**Working data**.
%%
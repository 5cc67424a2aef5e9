//! Worker domain model
//!
//! Represents one execution slot in the remote worker pool.

use serde::{Deserialize, Serialize};

use super::id::RemoteId;

/// An execution slot in the remote pool
#[derive(Debug, Clone, PartialEq, Eq, Serialize, Deserialize)]
pub struct Worker {
    /// Unique identifier for the worker
    pub id: RemoteId,

    /// Current status of the worker
    pub status: WorkerStatus,

    /// Task being executed, present only while the worker is active
    #[serde(default)]
    pub current_task_id: Option<RemoteId>,

    /// Project whose worktree the worker is bound to
    #[serde(default, skip_serializing_if = "Option::is_none")]
    pub project: Option<String>,
}

/// Status of a worker
///
/// The pool may report states beyond idle/busy (e.g. "running",
/// "committing"); those are kept verbatim in `Other`.
#[derive(Debug, Clone, PartialEq, Eq, Serialize, Deserialize)]
#[serde(from = "String", into = "String")]
pub enum WorkerStatus {
    /// Waiting for a task
    Idle,

    /// Executing a task
    Busy,

    /// Any other pool-defined state
    Other(String),
}

impl WorkerStatus {
    pub fn as_str(&self) -> &str {
        match self {
            WorkerStatus::Idle => "idle",
            WorkerStatus::Busy => "busy",
            WorkerStatus::Other(s) => s,
        }
    }

    /// Whether the worker is doing something other than waiting
    pub fn is_active(&self) -> bool {
        !matches!(self, WorkerStatus::Idle)
    }
}

impl From<String> for WorkerStatus {
    fn from(s: String) -> Self {
        match s.as_str() {
            "idle" => WorkerStatus::Idle,
            "busy" => WorkerStatus::Busy,
            _ => WorkerStatus::Other(s),
        }
    }
}

impl From<WorkerStatus> for String {
    fn from(status: WorkerStatus) -> Self {
        match status {
            WorkerStatus::Other(s) => s,
            known => known.as_str().to_string(),
        }
    }
}

impl std::fmt::Display for WorkerStatus {
    fn fmt(&self, f: &mut std::fmt::Formatter<'_>) -> std::fmt::Result {
        f.write_str(self.as_str())
    }
}

#[cfg(test)]
mod tests {
    use super::*;
    use serde_json::json;

    #[test]
    fn test_pool_defined_status_survives_round_trip() {
        let worker: Worker = serde_json::from_value(json!({
            "id": 2,
            "status": "committing",
            "current_task_id": 9
        }))
        .unwrap();

        assert_eq!(worker.status, WorkerStatus::Other("committing".to_string()));
        assert!(worker.status.is_active());
        assert_eq!(worker.current_task_id, Some(RemoteId::Number(9)));

        let value = serde_json::to_value(&worker).unwrap();
        assert_eq!(value["status"], "committing");
    }

    #[test]
    fn test_idle_worker() {
        let worker: Worker = serde_json::from_value(json!({
            "id": 1,
            "status": "idle"
        }))
        .unwrap();

        assert_eq!(worker.status, WorkerStatus::Idle);
        assert!(!worker.status.is_active());
        assert!(worker.current_task_id.is_none());
    }
}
%%
**Exercise**. Write every entry out again, exactly as it stands.

**Response area**.
repository 5cc67424a2aef5e9
//! Worker domain model
//!
//! Represents one execution slot in the remote worker pool.

use serde::{Deserialize, Serialize};

use super::id::RemoteId;

/// An execution slot in the remote pool
#[derive(Debug, Clone, PartialEq, Eq, Serialize, Deserialize)]
pub struct Worker {
    /// Unique identifier for the worker
    pub id: RemoteId,

    /// Current status of the worker
    pub status: WorkerStatus,

    /// Task being executed, present only while the worker is active
    #[serde(default)]
    pub current_task_id: Option<RemoteId>,

    /// Project whose worktree the worker is bound to
    #[serde(default, skip_serializing_if = "Option::is_none")]
    pub project: Option<String>,
}

/// Status of a worker
///
/// The pool may report states beyond idle/busy (e.g. "running",
/// "committing"); those are kept verbatim in `Other`.
#[derive(Debug, Clone, PartialEq, Eq, Serialize, Deserialize)]
#[serde(from = "String", into = "String")]
pub enum WorkerStatus {
    /// Waiting for a task
    Idle,

    /// Executing a task
    Busy,

    /// Any other pool-defined state
    Other(String),
}

impl WorkerStatus {
    pub fn as_str(&self) -> &str {
        match self {
            WorkerStatus::Idle => "idle",
            WorkerStatus::Busy => "busy",
            WorkerStatus::Other(s) => s,
        }
    }

    /// Whether the worker is doing something other than waiting
    pub fn is_active(&self) -> bool {
        !matches!(self, WorkerStatus::Idle)
    }
}

impl From<String> for WorkerStatus {
    fn from(s: String) -> Self {
        match s.as_str() {
            "idle" => WorkerStatus::Idle,
            "busy" => WorkerStatus::Busy,
            _ => WorkerStatus::Other(s),
        }
    }
}

impl From<WorkerStatus> for String {
    fn from(status: WorkerStatus) -> Self {
        match status {
            WorkerStatus::Other(s) => s,
            known => known.as_str().to_string(),
        }
    }
}

impl std::fmt::Display for WorkerStatus {
    fn fmt(&self, f: &mut std::fmt::Formatter<'_>) -> std::fmt::Result {
        f.write_str(self.as_str())
    }
}

#[cfg(test)]
mod tests {
    use super::*;
    use serde_json::json;

    #[test]
    fn test_pool_defined_status_survives_round_trip() {
        let worker: Worker = serde_json::from_value(json!({
            "id": 2,
            "status": "committing",
            "current_task_id": 9
        }))
        .unwrap();

        assert_eq!(worker.status, WorkerStatus::Other("committing".to_string()));
        assert!(worker.status.is_active());
        assert_eq!(worker.current_task_id, Some(RemoteId::Number(9)));

        let value = serde_json::to_value(&worker).unwrap();
        assert_eq!(value["status"], "committing");
    }

    #[test]
    fn test_idle_worker() {
        let worker: Worker = serde_json::from_value(json!({
            "id": 1,
            "status": "idle"
        }))
        .unwrap();

        assert_eq!(worker.status, WorkerStatus::Idle);
        assert!(!worker.status.is_active());
        assert!(worker.current_task_id.is_none());
    }
}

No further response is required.